Post by JamesN. » Wed Sep 04, 2013 4:03 am

Carmela:
The question lately is:

Who the hell am I, anyway?
Carmela;

If I may suggest; these conversations we have been having on threads like this and " Jung in the Weeds " are addressing some of these issues. However this is not always easy material to navigate and sort through; ( for anyone :roll: ). But with that said here is where the work and effort really begins; ( at least for me ). It takes a lot of patience, time, and thoughtful reflection. Listening to things deep inside yourself and trying to understand what they mean and what they have to reveal to yourself about who you are. ( This Jungian process of " individuation " if I understand correctly; is about part of what Joseph Campbell's themes point toward in the later half of life. )

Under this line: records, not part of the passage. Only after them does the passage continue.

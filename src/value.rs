use indexmap::IndexMap;

use crate::error::Error;

/// A single decoded record: field name to value, in document order.
pub type Record = IndexMap<String, Value>;

/// A dynamically-typed field value decoded from JSON.
///
/// Every JSON number is held as an `f64`, so `30` and `30.0` are the same
/// value for comparison purposes.
///
/// # Examples
///
/// ```
/// use jsql::Value;
///
/// let age = Value::Number(30.0);
/// let name = Value::String("John".to_string());
/// let tags = Value::List(vec![Value::String("a".to_string()), Value::Number(1.0)]);
///
/// assert_eq!(age.as_number(), Some(30.0));
/// assert_eq!(name.as_str(), Some("John"));
/// assert_eq!(tags.render(), r#"["a",1]"#);
/// ```
#[derive(Debug, Clone, PartialEq)]
pub enum Value {
    /// JSON null
    Null,

    /// JSON boolean
    Boolean(bool),

    /// JSON number, always widened to 64-bit float
    Number(f64),

    /// UTF-8 string
    String(String),

    /// Ordered list of values
    List(Vec<Value>),

    /// Nested object. Carried through projection untouched; never matched
    /// by a predicate.
    Object(Record),
}

impl Value {
    /// Get as number
    pub fn as_number(&self) -> Option<f64> {
        match self {
            Value::Number(n) => Some(*n),
            _ => None,
        }
    }

    /// Get as string slice
    pub fn as_str(&self) -> Option<&str> {
        match self {
            Value::String(s) => Some(s),
            _ => None,
        }
    }

    /// Get as list
    pub fn as_list(&self) -> Option<&[Value]> {
        match self {
            Value::List(items) => Some(items),
            _ => None,
        }
    }

    /// Textual rendering used by membership tests.
    ///
    /// Strings render without quotes; lists and objects render as compact JSON.
    pub fn render(&self) -> String {
        match self {
            Value::Null => "null".to_string(),
            Value::Boolean(b) => b.to_string(),
            Value::Number(n) => n.to_string(),
            Value::String(s) => s.clone(),
            Value::List(_) | Value::Object(_) => serde_json::Value::from(self.clone()).to_string(),
        }
    }
}

impl From<serde_json::Value> for Value {
    fn from(v: serde_json::Value) -> Self {
        match v {
            serde_json::Value::Null => Value::Null,
            serde_json::Value::Bool(b) => Value::Boolean(b),
            serde_json::Value::Number(n) => match n.as_f64() {
                Some(f) => Value::Number(f),
                None => Value::Null,
            },
            serde_json::Value::String(s) => Value::String(s),
            serde_json::Value::Array(arr) => Value::List(arr.into_iter().map(Value::from).collect()),
            serde_json::Value::Object(obj) => Value::Object(record_from_json(obj)),
        }
    }
}

impl From<Value> for serde_json::Value {
    fn from(v: Value) -> Self {
        match v {
            Value::Null => serde_json::Value::Null,
            Value::Boolean(b) => serde_json::Value::Bool(b),
            Value::Number(f) => number_to_json(f),
            Value::String(s) => serde_json::Value::String(s),
            Value::List(items) => {
                serde_json::Value::Array(items.into_iter().map(serde_json::Value::from).collect())
            }
            Value::Object(record) => serde_json::Value::Object(record_to_json(record)),
        }
    }
}

/// Whole floats go back out as integers so `30` round-trips as `30`, not `30.0`.
fn number_to_json(f: f64) -> serde_json::Value {
    if f.fract() == 0.0 && f.abs() < i64::MAX as f64 {
        return serde_json::Value::Number((f as i64).into());
    }
    serde_json::Number::from_f64(f)
        .map(serde_json::Value::Number)
        .unwrap_or(serde_json::Value::Null)
}

fn record_from_json(obj: serde_json::Map<String, serde_json::Value>) -> Record {
    obj.into_iter().map(|(k, v)| (k, Value::from(v))).collect()
}

/// Convert a record into a JSON object map, keeping field order.
pub fn record_to_json(record: Record) -> serde_json::Map<String, serde_json::Value> {
    record
        .into_iter()
        .map(|(k, v)| (k, serde_json::Value::from(v)))
        .collect()
}

/// Decode a JSON array of objects into a dataset.
///
/// Fails with [`Error::Decode`] when the text is not valid JSON or is not an
/// array of objects.
pub fn decode_dataset(json: &str) -> Result<Vec<Record>, Error> {
    let rows: Vec<serde_json::Map<String, serde_json::Value>> = serde_json::from_str(json)?;
    Ok(rows.into_iter().map(record_from_json).collect())
}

Two books that have been very helpful with this for me for starters have been Diane Osbon's " Reflections on the Art of Living - A Joseph Campbell Companion " and " Pathways to Bliss ". Cindy's ( Jung in the Weeds ) has more than enough material to keep anyone busy for a very long time. For me this is where much of the resources and important reference material concerning these understandings is located and about all I can handle right now as I struggle through my own forrest in my journey. ( Not a frolic in the meadow; but these have been very helpful for me as I struggle through. If you are looking for a good place to start; this would be my suggestion; but that's up to you. )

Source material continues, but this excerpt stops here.